Not without some drama, though. Dern (6-0) went into the third round of a bout against Ashley Yoder tied at one round apiece. She ultimately won by a single scorecard, and had to survive a knockdown in the second round just to see those scorecards.
"I wasn't nervous or scared -- but when I saw the judges say one [scorecard] for her and one for me, I thought, 'Uh oh. Maybe it won't go for me,'" Dern admitted after the event. "I thought it was 2-1 for me."
O'Malley (10-0), who closed a betting underdog in his bout, dominated Andre Soukhamthath in style. He suffered a leg injury in the final round, however, and couldn't stand during the final minutes of it. Even in victory, O'Malley left the cage on a stretcher.
Ortega (14-0) knocked out all-time great Frankie Edgar in the opening round of a No. 1 featherweight contender bout. Surprisingly, there wasn't much drama in this one, but that has been rare for Ortega. He has been outstruck in four of his six UFC wins and forced to rally in multiple comebacks.
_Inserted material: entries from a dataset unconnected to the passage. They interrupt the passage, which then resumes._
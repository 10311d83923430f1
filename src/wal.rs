use std::fs::{self, File, OpenOptions};
use std::io::{self, BufReader, BufWriter, Read, Write};
use std::path::{Path, PathBuf};

use crate::model::Event;

/// Encode a single event as `[len][bincode][crc32]`.
fn encode_event(writer: &mut impl Write, event: &Event) -> io::Result<()> {
    let payload =
        bincode::serialize(event).map_err(|e| io::Error::new(io::ErrorKind::InvalidData, e))?;
    let len = u32::try_from(payload.len())
        .ok()
        .filter(|&len| len <= MAX_RECORD_LEN)
        .ok_or_else(|| io::Error::new(io::ErrorKind::InvalidData, "event too large"))?;
    writer.write_all(&len.to_le_bytes())?;
    writer.write_all(&payload)?;
    writer.write_all(&crc32fast::hash(&payload).to_le_bytes())?;
    Ok(())
}

/// Largest payload a record may carry. Anything longer is a corrupt length prefix.
const MAX_RECORD_LEN: u32 = 1 << 20;

/// Read one `[len][bincode][crc32]` record. `Ok(None)` means the log ends here,
/// either cleanly or at a torn/corrupt record.
fn decode_event(reader: &mut impl Read) -> io::Result<Option<Event>> {
    let mut len_buf = [0u8; 4];
    if !read_full(reader, &mut len_buf)? {
        return Ok(None);
    }
    let len = u32::from_le_bytes(len_buf);
    if len > MAX_RECORD_LEN {
        return Ok(None);
    }
    let mut payload = vec![0u8; len as usize];
    if !read_full(reader, &mut payload)? {
        return Ok(None);
    }
    let mut crc_buf = [0u8; 4];
    if !read_full(reader, &mut crc_buf)? {
        return Ok(None);
    }
    if u32::from_le_bytes(crc_buf) != crc32fast::hash(&payload) {
        return Ok(None);
    }
    Ok(bincode::deserialize::<Event>(&payload).ok())
}

/// `read_exact` that reports EOF as `false` instead of an error.
fn read_full(reader: &mut impl Read, buf: &mut [u8]) -> io::Result<bool> {
    match reader.read_exact(buf) {
        Ok(()) => Ok(true),
        Err(e) if e.kind() == io::ErrorKind::UnexpectedEof => Ok(false),
        Err(e) => Err(e),
    }
}

/// Result of reading a WAL back from disk.
#[derive(Debug, Default)]
pub struct Replay {
    pub events: Vec<Event>,
    /// Bytes after the last valid record (torn write or corruption).
    pub discarded_bytes: u64,
}

/// Append-only write-ahead log of shop and reservation events.
///
/// Format per entry: `[u32: len][bincode: Event][u32: crc32]`, little-endian.
/// A torn last entry (crash mid-append) is dropped on replay via the
/// length prefix and CRC.
pub struct Wal {
    writer: BufWriter<File>,
    path: PathBuf,
    /// File length after the last successful `flush_sync`.
    synced_len: u64,
    /// Appends buffered since then.
    pending: u64,
    appends_since_compact: u64,
    /// Set when a rollback failed; the file may hold unacknowledged records.
    poisoned: bool,
}

impl Wal {
    pub fn open(path: &Path) -> io::Result<Self> {
        let file = OpenOptions::new().create(true).append(true).open(path)?;
        let synced_len = file.metadata()?.len();
        Ok(Self {
            writer: BufWriter::new(file),
            path: path.to_path_buf(),
            synced_len,
            pending: 0,
            appends_since_compact: 0,
            poisoned: false,
        })
    }

    #[cfg(test)]
    pub fn append(&mut self, event: &Event) -> io::Result<()> {
        self.append_buffered(event)?;
        self.flush_sync()
    }

    /// Buffer an event without syncing. The group-commit writer calls
    /// `flush_sync()` once per batch.
    pub fn append_buffered(&mut self, event: &Event) -> io::Result<()> {
        if self.poisoned {
            return Err(io::Error::other("WAL is unusable after a failed rollback"));
        }
        self.pending += 1;
        encode_event(&mut self.writer, event)
    }

    pub fn flush_sync(&mut self) -> io::Result<()> {
        if self.poisoned {
            return Err(io::Error::other("WAL is unusable after a failed rollback"));
        }
        self.writer.flush()?;
        self.writer.get_ref().sync_all()?;
        self.synced_len = self.writer.get_ref().metadata()?.len();
        self.appends_since_compact += self.pending;
        self.pending = 0;
        Ok(())
    }

    /// Forget everything appended since the last successful `flush_sync`:
    /// drop the buffer and cut the file back, so a batch that was reported
    /// as failed can never be written out by a later flush.
    pub fn rollback(&mut self) -> io::Result<()> {
        self.pending = 0;
        let result = self.reset_to_synced();
        if result.is_err() {
            self.poisoned = true;
        }
        result
    }

    fn reset_to_synced(&mut self) -> io::Result<()> {
        let file = OpenOptions::new().append(true).open(&self.path)?;
        // Swap in a fresh writer; the old buffer is dropped unwritten.
        let old = std::mem::replace(&mut self.writer, BufWriter::new(file));
        let (old_file, _unwritten) = old.into_parts();
        old_file.set_len(self.synced_len)?;
        old_file.sync_all()
    }

    pub fn appends_since_compact(&self) -> u64 {
        self.appends_since_compact
    }

    fn compact_path(&self) -> PathBuf {
        self.path.with_extension("wal.compact")
    }

    /// Rewrite the log as exactly `events`: write a sibling file, fsync it,
    /// rename it over the live log, then reopen for appending.
    pub fn compact(&mut self, events: &[Event]) -> io::Result<()> {
        let tmp_path = self.compact_path();
        {
            let mut writer = BufWriter::new(File::create(&tmp_path)?);
            for event in events {
                encode_event(&mut writer, event)?;
            }
            writer.flush()?;
            writer.get_ref().sync_all()?;
        }
        fs::rename(&tmp_path, &self.path)?;
        let file = OpenOptions::new().create(true).append(true).open(&self.path)?;
        self.synced_len = file.metadata()?.len();
        self.writer = BufWriter::new(file);
        self.pending = 0;
        self.appends_since_compact = 0;
        self.poisoned = false;
        Ok(())
    }

    /// Read every valid event. A missing file is an empty log.
    pub fn replay(path: &Path) -> io::Result<Replay> {
        let file = match File::open(path) {
            Ok(f) => f,
            Err(e) if e.kind() == io::ErrorKind::NotFound => return Ok(Replay::default()),
            Err(e) => return Err(e),
        };
        let total = file.metadata()?.len();
        let mut reader = BufReader::new(file);
        let mut events = Vec::new();
        let mut consumed: u64 = 0;

        while let Some(event) = decode_event(&mut reader)? {
            consumed += record_len(&event)?;
            events.push(event);
        }

        Ok(Replay {
            events,
            discarded_bytes: total.saturating_sub(consumed),
        })
    }
}

/// Cut `bytes` off the end of the log so new appends follow the last valid entry.
pub fn truncate_tail(path: &Path, bytes: u64) -> io::Result<()> {
    let file = OpenOptions::new().write(true).open(path)?;
    let len = file.metadata()?.len();
    file.set_len(len.saturating_sub(bytes))?;
    file.sync_all()
}

fn record_len(event: &Event) -> io::Result<u64> {
    let payload = bincode::serialized_size(event)
        .map_err(|e| io::Error::new(io::ErrorKind::InvalidData, e))?;
    Ok(payload + 8)
}
mod admission;
mod calendar;
mod error;
mod ledger;
mod lifecycle;
mod mutations;
mod policy;
mod queries;
mod store;

pub use admission::{
    Admission, AdmissionController, BookingRequest, Candidate, admit_in_transaction,
    evaluate_and_commit, local_now,
};
pub use calendar::{fits, open_spans};
pub use error::{EngineError, ForbiddenReason, PolicyRule};
pub use ledger::{
    admits, merge_overlapping, peak_occupancy, same_user_conflict, saturated_spans,
    subtract_intervals,
};
pub use lifecycle::{
    Transition, authorize, cancel_reservation, reassign_reservation, update_reservation,
    validate_reservation,
};
pub use policy::{AdmissionContext, Bypass, Outcome, PolicySet, Rule};
pub use store::{ReservationStore, ShopTransaction, StoreTransaction};

use std::collections::HashMap;
use std::io;
use std::path::PathBuf;
use std::sync::Arc;

use dashmap::DashMap;
use tokio::sync::{Mutex, OwnedRwLockWriteGuard, RwLock, broadcast, mpsc, oneshot};
use tracing::{error, info, warn};
use ulid::Ulid;

use crate::config::Config;
use crate::model::*;
use crate::notify::NotifyHub;
use crate::observability;
use crate::wal::{self, Wal};

pub type SharedShopState = Arc<RwLock<ShopState>>;

// ── Group-commit WAL writer ──────────────────────────────

pub(crate) enum WalCommand {
    Append {
        event: Event,
        response: oneshot::Sender<io::Result<()>>,
    },
    Compact {
        events: Vec<Event>,
        response: oneshot::Sender<io::Result<()>>,
    },
    AppendsSinceCompact {
        response: oneshot::Sender<u64>,
    },
}

/// Background task that owns the WAL. Appends that queue up while a flush is
/// running are written together and share one fsync.
async fn wal_writer_loop(mut wal: Wal, mut rx: mpsc::Receiver<WalCommand>) {
    let mut deferred: Option<WalCommand> = None;
    loop {
        let cmd = match deferred.take() {
            Some(cmd) => cmd,
            None => match rx.recv().await {
                Some(cmd) => cmd,
                None => break,
            },
        };
        match cmd {
            WalCommand::Append { event, response } => {
                let mut batch = vec![(event, response)];
                while let Ok(next) = rx.try_recv() {
                    match next {
                        WalCommand::Append { event, response } => batch.push((event, response)),
                        other => {
                            // Keep ordering: flush what we have, then run it.
                            deferred = Some(other);
                            break;
                        }
                    }
                }
                flush_batch(&mut wal, batch);
            }
            WalCommand::Compact { events, response } => {
                let result = wal.compact(&events);
                if result.is_ok() {
                    metrics::counter!(observability::WAL_COMPACTIONS_TOTAL).increment(1);
                }
                let _ = response.send(result);
            }
            WalCommand::AppendsSinceCompact { response } => {
                let _ = response.send(wal.appends_since_compact());
            }
        }
    }
}

fn flush_batch(wal: &mut Wal, batch: Vec<(Event, oneshot::Sender<io::Result<()>>)>) {
    metrics::histogram!(observability::WAL_FLUSH_BATCH_SIZE).record(batch.len() as f64);
    let started = std::time::Instant::now();

    let mut result = batch
        .iter()
        .try_for_each(|(event, _)| wal.append_buffered(event))
        .and_then(|()| wal.flush_sync());
    // One failure fails the whole batch: nobody in it sees memory change, and
    // none of its bytes may survive into a later flush.
    if let Err(e) = &result {
        warn!(error = %e, events = batch.len(), "WAL batch failed, rolling back");
    }
    if result.is_err()
        && let Err(e) = wal.rollback()
    {
        error!(error = %e, "WAL rollback failed; refusing further appends");
        result = Err(e);
    }

    metrics::histogram!(observability::WAL_FLUSH_DURATION_SECONDS)
        .record(started.elapsed().as_secs_f64());

    for (_, tx) in batch {
        let r = match &result {
            Ok(()) => Ok(()),
            Err(e) => Err(io::Error::new(e.kind(), e.to_string())),
        };
        let _ = tx.send(r);
    }
}

// ── Journal ──────────────────────────────────────────────

/// Durable write path shared by the engine and its transactions:
/// WAL append, then in-memory apply, then notify.
#[derive(Clone)]
pub(crate) struct Journal {
    wal_tx: mpsc::Sender<WalCommand>,
    notify: Arc<NotifyHub>,
    /// Reverse lookup: reservation id → shop id.
    reservation_index: Arc<DashMap<Ulid, Ulid>>,
}

impl Journal {
    async fn wal_append(&self, event: &Event) -> Result<(), EngineError> {
        let (tx, rx) = oneshot::channel();
        self.wal_tx
            .send(WalCommand::Append {
                event: event.clone(),
                response: tx,
            })
            .await
            .map_err(|_| EngineError::WalError("WAL writer shut down".into()))?;
        rx.await
            .map_err(|_| EngineError::WalError("WAL writer dropped response".into()))?
            .map_err(|e| EngineError::WalError(e.to_string()))
    }

    /// Caller holds the shop's write lock. Memory is untouched if the append fails.
    pub(crate) async fn persist_and_apply(
        &self,
        state: &mut ShopState,
        event: &Event,
    ) -> Result<(), EngineError> {
        self.wal_append(event).await?;
        apply_to_shop(state, event, &self.reservation_index);
        self.notify.send(event);
        Ok(())
    }

    pub(crate) fn knows_reservation(&self, id: &Ulid) -> bool {
        self.reservation_index.contains_key(id)
    }
}

/// Apply a shop-scoped event. Caller holds the shop's write lock.
fn apply_to_shop(state: &mut ShopState, event: &Event, index: &DashMap<Ulid, Ulid>) {
    match event {
        Event::ShopUpdated { settings, .. } => {
            let shop = &mut state.shop;
            shop.name = settings.name.clone();
            shop.capacity = settings.capacity;
            shop.min_duration = settings.min_duration;
            shop.max_duration = settings.max_duration;
            shop.available_from = settings.available_from;
            shop.available_until = settings.available_until;
        }
        Event::WindowAdded { window, .. } => {
            state.shop.windows.push(window.clone());
        }
        Event::WindowUpdated { window, .. } => {
            if let Some(w) = state.shop.windows.iter_mut().find(|w| w.id == window.id) {
                *w = window.clone();
            }
        }
        Event::WindowRemoved { id, .. } => {
            state.shop.windows.retain(|w| w.id != *id);
        }
        Event::ReservationCreated { reservation } => {
            index.insert(reservation.id, reservation.shop_id);
            state.insert_reservation(reservation.clone());
        }
        Event::ReservationUpdated { reservation } => {
            state.remove_reservation(reservation.id);
            state.insert_reservation(reservation.clone());
        }
        Event::ReservationCancelled { id, .. } => {
            state.remove_reservation(*id);
            index.remove(id);
        }
        // Creation and deletion change the shop map, not a single shop's state.
        Event::ShopCreated { .. } | Event::ShopDeleted { .. } => {}
    }
}

// ── Engine ───────────────────────────────────────────────

/// In-memory shop/reservation store with one lock per shop, made durable by the WAL.
pub struct Engine {
    shops: DashMap<Ulid, SharedShopState>,
    journal: Journal,
    controller: AdmissionController,
    /// Serializes shop creation/deletion and WAL compaction.
    admin: Mutex<()>,
}

impl Engine {
    pub fn new(wal_path: PathBuf, notify: Arc<NotifyHub>) -> io::Result<Self> {
        let replay = Wal::replay(&wal_path)?;
        if replay.discarded_bytes > 0 {
            warn!(
                path = %wal_path.display(),
                bytes = replay.discarded_bytes,
                "discarded torn WAL tail"
            );
            wal::truncate_tail(&wal_path, replay.discarded_bytes)?;
        }

        // Rebuild without locks, then wrap.
        let index = Arc::new(DashMap::new());
        let mut states: HashMap<Ulid, ShopState> = HashMap::new();
        for event in &replay.events {
            match event {
                Event::ShopCreated { shop } => {
                    states.insert(shop.id, ShopState::new(shop.clone()));
                }
                Event::ShopDeleted { id } => {
                    if let Some(state) = states.remove(id) {
                        for r in &state.reservations {
                            index.remove(&r.id);
                        }
                    }
                }
                other => {
                    if let Some(state) = states.get_mut(&other.shop_id()) {
                        apply_to_shop(state, other, &index);
                    }
                }
            }
        }

        let wal = Wal::open(&wal_path)?;
        let (wal_tx, wal_rx) = mpsc::channel(4096);
        tokio::spawn(wal_writer_loop(wal, wal_rx));

        let shops = DashMap::new();
        for (id, state) in states {
            shops.insert(id, Arc::new(RwLock::new(state)));
        }
        info!(
            shops = shops.len(),
            reservations = index.len(),
            events = replay.events.len(),
            "replayed WAL"
        );
        metrics::gauge!(observability::SHOPS_ACTIVE).set(shops.len() as f64);

        Ok(Self {
            shops,
            journal: Journal {
                wal_tx,
                notify,
                reservation_index: index,
            },
            controller: AdmissionController::default(),
            admin: Mutex::new(()),
        })
    }

    /// Open the engine for the configured data directory, creating it if needed.
    pub fn open(config: &Config) -> io::Result<Self> {
        std::fs::create_dir_all(&config.data_dir)?;
        Self::new(config.wal_path(), Arc::new(NotifyHub::new()))
    }

    /// Replace the admission policy set used by the convenience methods.
    pub fn with_controller(mut self, controller: AdmissionController) -> Self {
        self.controller = controller;
        self
    }

    pub fn controller(&self) -> &AdmissionController {
        &self.controller
    }

    /// Committed events of one shop, in commit order.
    pub fn subscribe(&self, shop_id: Ulid) -> broadcast::Receiver<Event> {
        self.journal.notify.subscribe(shop_id)
    }

    pub fn shop_count(&self) -> usize {
        self.shops.len()
    }

    pub(crate) fn get_shop_state(&self, id: &Ulid) -> Option<SharedShopState> {
        self.shops.get(id).map(|e| e.value().clone())
    }

    pub(crate) fn get_shop_for_reservation(&self, reservation_id: &Ulid) -> Option<Ulid> {
        self.journal
            .reservation_index
            .get(reservation_id)
            .map(|e| *e.value())
    }

    /// Acquire a shop's write lock. A shop deleted while we waited is gone.
    pub(crate) async fn lock_shop(
        &self,
        shop_id: Ulid,
    ) -> Result<OwnedRwLockWriteGuard<ShopState>, EngineError> {
        let state = self
            .get_shop_state(&shop_id)
            .ok_or(EngineError::NotFound(shop_id))?;
        let guard = state.write_owned().await;
        if guard.retired {
            return Err(EngineError::NotFound(shop_id));
        }
        Ok(guard)
    }

    /// Rewrite the WAL with only the events needed to recreate the current state.
    ///
    /// Holds every shop's read lock while the snapshot is taken and written, so
    /// no commit can land in the old log after its shop was captured.
    pub async fn compact_wal(&self) -> Result<(), EngineError> {
        let _admin = self.admin.lock().await;

        let states: Vec<SharedShopState> = self.shops.iter().map(|e| e.value().clone()).collect();
        let mut guards = Vec::with_capacity(states.len());
        for state in states {
            guards.push(state.read_owned().await);
        }

        let mut events = Vec::new();
        for guard in &guards {
            events.push(Event::ShopCreated {
                shop: guard.shop.clone(),
            });
            for reservation in &guard.reservations {
                events.push(Event::ReservationCreated {
                    reservation: reservation.clone(),
                });
            }
        }
        let count = events.len();

        let (tx, rx) = oneshot::channel();
        self.journal
            .wal_tx
            .send(WalCommand::Compact { events, response: tx })
            .await
            .map_err(|_| EngineError::WalError("WAL writer shut down".into()))?;
        rx.await
            .map_err(|_| EngineError::WalError("WAL writer dropped response".into()))?
            .map_err(|e| EngineError::WalError(e.to_string()))?;

        info!(events = count, "compacted WAL");
        Ok(())
    }

    pub async fn wal_appends_since_compact(&self) -> u64 {
        let (tx, rx) = oneshot::channel();
        if self
            .journal
            .wal_tx
            .send(WalCommand::AppendsSinceCompact { response: tx })
            .await
            .is_err()
        {
            return 0;
        }
        rx.await.unwrap_or(0)
    }
}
The California native is so aware of the constant threat of a loss, he envisions what he'll do and how he'll act when it happens.
"As much as I dream, I have nightmares," Ortega said. "When I go in to fight week, I go, 'Maybe I'm going to be that guy on the highlight reel that gets knocked out.' I'm always thinking, 'How am I going to react? Am I going to be a sore loser?' I'm almost checking myself in case something bad happens."
And that's the thing about becoming a star in the UFC ... in a sense, bad things can't happen. There are no learning curves allowed.
Jon Jones has never suffered a legitimate loss. Ronda Rousey was undefeated when she rose to fame. Conor McGregor didn't suffer his first setback in the UFC until after he'd won a championship, and he knocked out living legend Jose Aldo in 13 seconds.
Just about everyone loses in MMA, and it's easy to see why. Prospects such as Dern and O'Malley, athletes in their 20s, are expected to develop and grow up on the biggest stage -- against opponents who often have more experience and plenty of incentive to "derail the hype."
It's an interesting conflict, the UFC's need for more stars versus its gauntlet style of promotion and matchmaking.
Not that the UFC won't throw its favorite prospects an easier matchup from time to time, but it usually comes down to trial by fire.
The UFC showcased three talented, undefeated athletes this weekend. Is one of them its next star? We'll know soon enough.
"I don't know," White said when asked whether the promotion rushes its developing talent. "Some of these guys, depending on their age -- there's some of these people that are just special. Look at Jon Jones. Did we rush Jon Jones too fast? Did we push Conor McGregor too fast?
"When you're the man or the woman, you win."